--- What to produce ---
Say how many lines of the entries below include "from", giving nothing but that number.
----------
use crate::error::Result;
use crate::io::config::Config;
use crate::io::image::{save_buffer_to_image, screenshot_path};
use crate::pipeline::backend::BackendKind;
use crate::pipeline::renderer::{FrameStats, Renderer};
use crate::scene::context::RenderContext;
use crate::scene::loader::{build_renderer, init_scene_resources};
use crate::ui::input::{Action, CONTROLS, camera_input, pressed_actions};
use log::{info, warn};
use minifb::{Key, Window, WindowOptions};
use std::path::Path;
use std::time::Instant;

/// Runs the application in GUI mode with real-time rendering and interactivity.
pub fn run_gui(config: Config) -> Result<()> {
    let width = config.render.width;
    let height = config.render.height;

    info!("Starting GUI mode ({}x{})...", width, height);
    println!("{}", CONTROLS);

    let mut window = Window::new(
        "Software Rasterizer",
        width,
        height,
        WindowOptions {
            resize: false,
            ..WindowOptions::default()
        },
    )?;
    window.set_target_fps(config.render.target_fps);

    let mut context = init_scene_resources(&config);
    let mut renderer = build_renderer(&context, width, height);
    context
        .camera
        .set_handedness(renderer.active_backend() == BackendKind::Accelerated);

    let mut last_frame_time = Instant::now();
    let mut last_fps_update = Instant::now();
    let mut frame_count = 0;

    while window.is_open() && !window.is_key_down(Key::Escape) {
        let now = Instant::now();
        let dt = (now - last_frame_time).as_secs_f32();
        last_frame_time = now;

        for action in pressed_actions(&window) {
            handle_action(action, &mut context, &mut renderer)?;
        }

        context.camera.update(&camera_input(&window), dt);
        renderer.render(&context.camera, &context.scene);

        window.update_with_buffer(renderer.framebuffer.color_buffer(), width, height)?;

        frame_count += 1;
        let elapsed = last_fps_update.elapsed().as_secs_f32();
        if elapsed >= 1.0 {
            let fps = frame_count as f32 / elapsed;
            info!("FPS: {:.1}", fps);
            window.set_title(&format!(
                "Software Rasterizer - {} - {:.1} FPS - FOV: {:.1}",
                renderer.active_backend(),
                fps,
                context.camera.fov_angle().to_degrees()
            ));
            frame_count = 0;
            last_fps_update = Instant::now();
        }
    }

    Ok(())
}

fn handle_action(action: Action, context: &mut RenderContext, renderer: &mut Renderer) -> Result<()> {
    match action {
        Action::ToggleBackend => {
            let kind = renderer.toggle_backend();
            context.camera.set_handedness(kind == BackendKind::Accelerated);
        }
        Action::CycleSampler => match context.scene.change_sampler_state() {
            Some(state) => info!("Sampler state: {}", state),
            None => warn!("No meshes to change the sampler state of"),
        },
        Action::CycleCullMode => match context.scene.change_cull_mode() {
            Some(mode) => info!("Cull mode: {}", mode),
            None => warn!("No mesh allows switching its cull mode"),
        },
        Action::ToggleTransparency => match context.scene.toggle_transparency() {
            Some(enabled) => info!("Transparency: {}", if enabled { "on" } else { "off" }),
            None => warn!("No transparent meshes in the scene"),
        },
        Action::Screenshot => save_frame(renderer, &screenshot_path())?,
    }
    Ok(())
}

fn save_frame(renderer: &Renderer, path: &Path) -> Result<()> {
    let framebuffer = &renderer.framebuffer;
    save_buffer_to_image(
        framebuffer.color_buffer(),
        framebuffer.width,
        framebuffer.height,
        path,
    )
}

/// Runs the application headless: renders `frames` frames and writes the
/// last one to the configured output path.
pub fn run_cli(config: Config, frames: usize) -> Result<FrameStats> {
    info!("Starting CLI mode...");
    let context = init_scene_resources(&config);
    let mut renderer = build_renderer(&context, config.render.width, config.render.height);

    let mut camera = context.camera;
    camera.set_handedness(renderer.active_backend() == BackendKind::Accelerated);

    let start_time = Instant::now();
    let mut stats = FrameStats::default();
    for _ in 0..frames.max(1) {
        stats = renderer.render(&camera, &context.scene);
    }
    info!(
        "Rendered {} frame(s) in {:.2?}: {}",
        frames.max(1),
        start_time.elapsed(),
        stats
    );

    info!("Saving output to '{}'...", config.render.output);
    save_frame(&renderer, Path::new(&config.render.output))?;
    info!("Done.");
    Ok(stats)
}
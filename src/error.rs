use std::path::PathBuf;

/// Errors raised outside the rasterization core: loading scenes, meshes and
/// textures, writing images and opening the window.
#[derive(Debug, thiserror::Error)]
pub enum Error {
    #[error("failed to read '{path}': {source}")]
    Io {
        path: PathBuf,
        #[source]
        source: std::io::Error,
    },

    #[error("failed to load OBJ '{path}': {source}")]
    Obj {
        path: PathBuf,
        #[source]
        source: tobj::LoadError,
    },

    #[error("image error: {0}")]
    Image(#[from] image::ImageError),

    #[error("failed to parse config: {0}")]
    Config(#[from] toml::de::Error),

    #[error("render size {width}x{height} must be non-zero")]
    InvalidDimensions { width: usize, height: usize },

    #[error("index buffer length {0} is not a multiple of 3")]
    IndexCount(usize),

    #[error("index {index} is out of range for {vertex_count} vertices")]
    IndexOutOfRange { index: u32, vertex_count: usize },

    #[error("window error: {0}")]
    Window(#[from] minifb::Error),
}

pub type Result<T, E = Error> = std::result::Result<T, E>;
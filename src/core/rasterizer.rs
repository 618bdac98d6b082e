use crate::core::color::max_to_one;
use crate::core::framebuffer::FrameBuffer;
use crate::core::pipeline::PixelShader;
use crate::core::triangle::ProjectedTriangle;
use crate::scene::camera::Camera;
use nalgebra::{Matrix4, Point2};
use std::fmt;

/// Which faces are discarded before scan conversion.
#[derive(PartialEq, Eq, Copy, Clone, Debug, Default)]
pub enum CullMode {
    #[default]
    Back,
    Front,
    None,
}

impl CullMode {
    /// Back -> Front -> None -> Back.
    pub fn next(self) -> Self {
        match self {
            CullMode::Back => CullMode::Front,
            CullMode::Front => CullMode::None,
            CullMode::None => CullMode::Back,
        }
    }
}

impl fmt::Display for CullMode {
    fn fmt(&self, f: &mut fmt::Formatter<'_>) -> fmt::Result {
        let name = match self {
            CullMode::Back => "Backface",
            CullMode::Front => "Frontface",
            CullMode::None => "No culling",
        };
        f.write_str(name)
    }
}

/// What happened to a single triangle handed to the rasterizer.
#[derive(Debug, Clone, Copy, PartialEq, Eq)]
pub enum TriangleOutcome {
    FrustumCulled,
    FaceCulled,
    Degenerate,
    Rasterized { fragments: usize },
}

/// Scan-converts projected triangles into a [`FrameBuffer`].
pub struct Rasterizer {
    pub cull_mode: CullMode,
}

impl Default for Rasterizer {
    fn default() -> Self {
        Self::new()
    }
}

impl Rasterizer {
    pub fn new() -> Self {
        Self {
            cull_mode: CullMode::Back,
        }
    }

    pub fn set_cull_mode(&mut self, mode: CullMode) {
        self.cull_mode = mode;
    }

    /// Culls, hit-tests, depth-tests and shades one triangle.
    ///
    /// `world` is the matrix the triangle was projected with (before view and
    /// projection); it is used for face culling and for the world-space
    /// attributes handed to the shader.
    pub fn rasterize_triangle<S: PixelShader>(
        &self,
        framebuffer: &mut FrameBuffer,
        triangle: &ProjectedTriangle,
        world: &Matrix4<f32>,
        camera: &Camera,
        shader: &S,
    ) -> TriangleOutcome {
        if triangle.is_frustum_culled(camera) {
            return TriangleOutcome::FrustumCulled;
        }

        if self.is_face_culled(triangle, world, camera) {
            return TriangleOutcome::FaceCulled;
        }

        let width = framebuffer.width as f32;
        let height = framebuffer.height as f32;
        if triangle.is_degenerate(width, height) {
            return TriangleOutcome::Degenerate;
        }

        let bbox = triangle.bounding_box(width, height);
        let mut fragments = 0;

        for y in bbox.min_y..=bbox.max_y {
            for x in bbox.min_x..=bbox.max_x {
                let pixel = Point2::new(x as f32, y as f32);
                let Some(hit) = triangle.hit(pixel, width, height, self.cull_mode) else {
                    continue;
                };

                if !framebuffer.depth_test_and_update(x, y, hit.position.z) {
                    continue;
                }

                let fragment = triangle.interpolate(world, &hit);
                let view_direction = (fragment.world_position - camera.position())
                    .try_normalize(f32::EPSILON)
                    .unwrap_or_else(|| -camera.local_forward());
                let color = max_to_one(shader.shade(&fragment, &view_direction));

                framebuffer.set_pixel(x, y, color);
                fragments += 1;
            }
        }

        TriangleOutcome::Rasterized { fragments }
    }

    /// Centroid-based face culling in world space.
    ///
    /// `d = (middle - camera) . normal`; back faces have `d > 0`, front faces
    /// `d < 0`.
    fn is_face_culled(
        &self,
        triangle: &ProjectedTriangle,
        world: &Matrix4<f32>,
        camera: &Camera,
    ) -> bool {
        let facing = match self.cull_mode {
            CullMode::None => return false,
            mode => mode,
        };
        let to_middle = triangle.middle(world) - camera.position();
        let d = to_middle.dot(&triangle.normal(world));
        match facing {
            CullMode::Back => d > 0.0,
            CullMode::Front => d < 0.0,
            CullMode::None => false,
        }
    }
}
----------
--- Reply ---
3